And it's beautiful, like drawing in the prophetic tradition. They're thinking about the way that in all of these narratives in the Hebrew Bible, we have counter voices that are part of this. They're actually part of the tradition. All of these things together. And the histories like this, through first and second kings and first and chronicles, they retell the stories and re engage with them. So the other thing on my mind is thinking back, and I couldn't, I don't remember exactly how many weeks back it is in the lectionary, but people might remember us talking about, you know, when the transition from the judges period into the kings. And there's this, there's this tension in that about the people want a king, and you told, but this is what kings are going to do. You sure? You seriously want a king? Yeah, okay. Sure. But, you know, this is what you're getting. So it always had this fractured kind of reality that was really front and center with what the people were asking for. And then we see it lived out in the kind of the heights and depths of the way that these kings actually operate.
[00:11:39] Speaker A: Which just to be particularly theological for a moment and hoping not to jump around too much. But these petitions in the prayer about forgiving, you know, is a creative act where a new thing can happen. So, you know, we know that it's all deeply flawed. We know we're humans. We ask for a king.
[00:11:57] Speaker B: Yeah.
[00:11:58] Speaker A: We get one still no better. You know, that this call for forgiveness and the promise of forgiveness. And the fact that God does forgive. Creates a whole new open possibility of hope and a future.
That is also something that's built into this prayer.
[00:12:15] Speaker B: Yeah, yeah, yeah. Beautiful. The other thing I was thinking about, you know, in the spirit of your idea that there's. I mean, there's just really there's so many themes, so many things in this story, in the in these readings for today that you could. You know, the idea that you're saying you could use a bit as a springboard or something. The kind of the later section when it comes back in. In the lectionary reading the verses 41 to 43. Which focus on the gift to the foreigner to the other. I mean, you could do a whole. I would be, having looked at this week's readings, my my sort of leaning tendency would be to focus for myself on those verses. I was thinking and thinking about, you know, at this very moment, that is the height. It's about the height of israelite identity. This temple, dedication of the temple. It is being dedicated in this context. Which is about what it means for the foreigner. And that there is actually central to the whole point of it existing. Is that it is a place of welcome, a place of gift to the other.
[00:13:20] Speaker A: So just in terms of architecturally, the outer courtyard is that. My understanding is that's where gentiles were permitted to go. Yeah.
[00:13:27] Speaker B: Yeah.
[00:13:28] Speaker A: So the whole structure of it. You've got the outer courtyard, you've got the not. The holy of holies is where the Ark of the Covenant ends. That's the most. What's the middle section called?
[00:13:37] Speaker B: That's.
[00:13:38] Speaker A: I remember. Doesn't matter. Can't remember. Watch the video.
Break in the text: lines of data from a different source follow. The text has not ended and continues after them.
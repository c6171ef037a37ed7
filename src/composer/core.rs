use liquid::model::Value;
use tracing::debug;

use crate::composer::{ComposeError, ComposedMessage, MessageConfig, PartKind, SendIntent};
use crate::convert::BodyConverter;
use crate::templating::{DefaultTemplates, TemplateRef, TemplateRenderer};

/// Where the content of one part comes from.
#[derive(Debug)]
enum PartSource<'c> {
    /// Custom template, rendered with the part's own raw body (if any).
    Template(&'c TemplateRef),
    /// Raw body rendered through the default template.
    Body(&'c str),
    /// Converted from the sibling's raw body, rendered through the default template.
    Converted(String),
}

/// Resolves a [`MessageConfig`] into rendered parts.
pub struct Composer<'a> {
    defaults: &'a DefaultTemplates,
    renderer: &'a dyn TemplateRenderer,
    converter: &'a dyn BodyConverter,
    globals: liquid::Object,
}

impl<'a> Composer<'a> {
    pub fn new(
        defaults: &'a DefaultTemplates,
        renderer: &'a dyn TemplateRenderer,
        converter: &'a dyn BodyConverter,
    ) -> Self {
        Self {
            defaults,
            renderer,
            converter,
            globals: liquid::Object::new(),
        }
    }

    /// Variables available to every template, below the message's own context.
    pub fn with_globals(mut self, globals: liquid::Object) -> Self {
        self.globals = globals;
        self
    }

    pub fn compose(
        &self,
        config: &MessageConfig,
        intent: SendIntent,
    ) -> Result<ComposedMessage, ComposeError> {
        // A custom template is a request for its part on its own.
        let want_text = intent.wants(PartKind::Text) || config.text_template().is_some();
        let want_html = intent.wants(PartKind::Html) || config.html_template().is_some();

        if !want_text && !want_html {
            return Err(ComposeError::NothingToSend);
        }

        if want_text && want_html {
            check_template_exclusivity(config)?;
        }

        // Select every source before rendering anything, so validation
        // errors never depend on collaborator output.
        let text_source = if want_text {
            Some(self.select_source(config, PartKind::Text)?)
        } else {
            None
        };
        let html_source = if want_html {
            Some(self.select_source(config, PartKind::Html)?)
        } else {
            None
        };

        let text = match text_source {
            Some(source) => self.render_part(config, PartKind::Text, source)?,
            None => None,
        };
        let html = match html_source {
            Some(source) => self.render_part(config, PartKind::Html, source)?,
            None => None,
        };

        if text.is_none() && html.is_none() {
            debug!("Both parts resolved to empty content");
            return Err(ComposeError::NothingToSend);
        }

        Ok(ComposedMessage {
            subject: config.subject().to_string(),
            text,
            html,
        })
    }

    fn select_source<'c>(
        &self,
        config: &'c MessageConfig,
        kind: PartKind,
    ) -> Result<PartSource<'c>, ComposeError> {
        if let Some(template) = config.template(kind) {
            debug!("Rendering {} part with custom template {}", kind, template);
            return Ok(PartSource::Template(template));
        }

        if let Some(body) = config.body(kind) {
            debug!("Rendering {} part from its body", kind);
            return Ok(PartSource::Body(body));
        }

        let sibling = kind.sibling();
        match config.body(sibling) {
            Some(raw) => {
                debug!("Converting {} body to {}", sibling, kind);
                let converted = match kind {
                    PartKind::Text => self.converter.html_to_text(raw),
                    PartKind::Html => self.converter.text_to_html(raw),
                };
                Ok(PartSource::Converted(converted))
            }
            None => Err(ComposeError::MissingBodyForDefaultTemplate),
        }
    }

    fn render_part(
        &self,
        config: &MessageConfig,
        kind: PartKind,
        source: PartSource<'_>,
    ) -> Result<Option<String>, ComposeError> {
        let (template, body) = match &source {
            PartSource::Template(template) => (*template, config.body(kind).unwrap_or_default()),
            PartSource::Body(body) => (self.default_template(kind), *body),
            PartSource::Converted(converted) => (self.default_template(kind), converted.as_str()),
        };

        let context = self.build_context(config, body);
        let rendered = self.renderer.render_template(template, &context)?;

        if rendered.is_empty() {
            debug!("Template {} rendered an empty {} part, dropping it", template, kind);
            return Ok(None);
        }

        Ok(Some(rendered))
    }

    fn default_template(&self, kind: PartKind) -> &TemplateRef {
        match kind {
            PartKind::Text => &self.defaults.text,
            PartKind::Html => &self.defaults.html,
        }
    }

    fn build_context(&self, config: &MessageConfig, body: &str) -> liquid::Object {
        let mut context = self.globals.clone();

        context.insert("subject".into(), scalar(config.subject()));
        context.insert("recipient".into(), scalar(config.recipient()));
        context.insert(
            "text_body".into(),
            scalar(config.text_body().unwrap_or_default()),
        );
        context.insert(
            "html_body".into(),
            scalar(config.html_body().unwrap_or_default()),
        );

        for (key, value) in config.context().iter() {
            context.insert(key.clone(), value.clone());
        }

        context.insert("body".into(), scalar(body));
        context
    }
}

/// A single custom template may not be paired with a conversion for the other part.
fn check_template_exclusivity(config: &MessageConfig) -> Result<(), ComposeError> {
    let uncovered = match (config.text_template(), config.html_template()) {
        (Some(_), None) => PartKind::Html,
        (None, Some(_)) => PartKind::Text,
        _ => return Ok(()),
    };

    if config.body(uncovered).is_none() {
        debug!(
            "Custom template given only for {} with no {} body",
            uncovered.sibling(),
            uncovered
        );
        return Err(ComposeError::AmbiguousTemplateIntent);
    }

    Ok(())
}

fn scalar(value: &str) -> Value {
    Value::Scalar(value.to_string().into())
}

/// Composes `config` with a throwaway [`Composer`].
pub fn compose(
    config: &MessageConfig,
    intent: SendIntent,
    defaults: &DefaultTemplates,
    renderer: &dyn TemplateRenderer,
    converter: &dyn BodyConverter,
) -> Result<ComposedMessage, ComposeError> {
    Composer::new(defaults, renderer, converter).compose(config, intent)
}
[00:13:40] Speaker B: Folks will give you the link. That's fine. But you have that. I mean, so on the one hand, you could say this is a highly structured environment that. That separates people off into categories. On the other hand, you could say rather than just being about the holy of holies, this is a place that is intentionally about other places as well. And I guess the invitation in that, if we're thinking about it now, remembering that this is, you know, there'll be a certain. What's the word?
There'll be certain tension for us because these are old texts talking about old things. Different ways.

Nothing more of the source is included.